_Your task:_ Could you write out the opening lines of the data, word for word, stopping after the line that contains "text was rejected."?

_Records for the exercise:_
───

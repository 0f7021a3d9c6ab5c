pub mod ast;
pub mod functions;

use ast::{Expression, ParseError, ParseNumberError, Parser};
use log::debug;

/// Parses a formula over the given single-character variables. Malformed text
/// yields [`Expression::Invalid`].
pub fn parse_expression(expression: &str, variables: &[char]) -> Expression {
    Parser::new(variables).parse(expression)
}

/// Like [`parse_expression`] but reports why the text was rejected.
pub fn try_parse_expression(
    expression: &str,
    variables: &[char],
) -> Result<Expression, ParseError> {
    Parser::new(variables).try_parse(expression)
}

/// Reads a plain numeric field such as a bound or a resolution. Arithmetic
/// and builtins are allowed (`2pi` is not, `2*pi` is); the result must be
/// finite.
pub fn parse_number(text: &str) -> Result<f64, ParseNumberError> {
    let ast = try_parse_expression(text, &[]).map_err(|err| {
        debug!("Rejected number {:?}: {}", text, err);
        ParseNumberError::Invalid(text.to_string())
    })?;

    let value = ast.eval(&[]);
    if value.is_finite() {
        Ok(value)
    } else {
        Err(ParseNumberError::NonFinite {
            text: text.to_string(),
            value,
        })
    }
}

───

_Solution for this exercise:_
repository 0f7021a3d9c6ab5c
pub mod ast;
pub mod functions;

use ast::{Expression, ParseError, ParseNumberError, Parser};
use log::debug;

/// Parses a formula over the given single-character variables. Malformed text
/// yields [`Expression::Invalid`].
pub fn parse_expression(expression: &str, variables: &[char]) -> Expression {
    Parser::new(variables).parse(expression)
}

/// Like [`parse_expression`] but reports why the text was rejected.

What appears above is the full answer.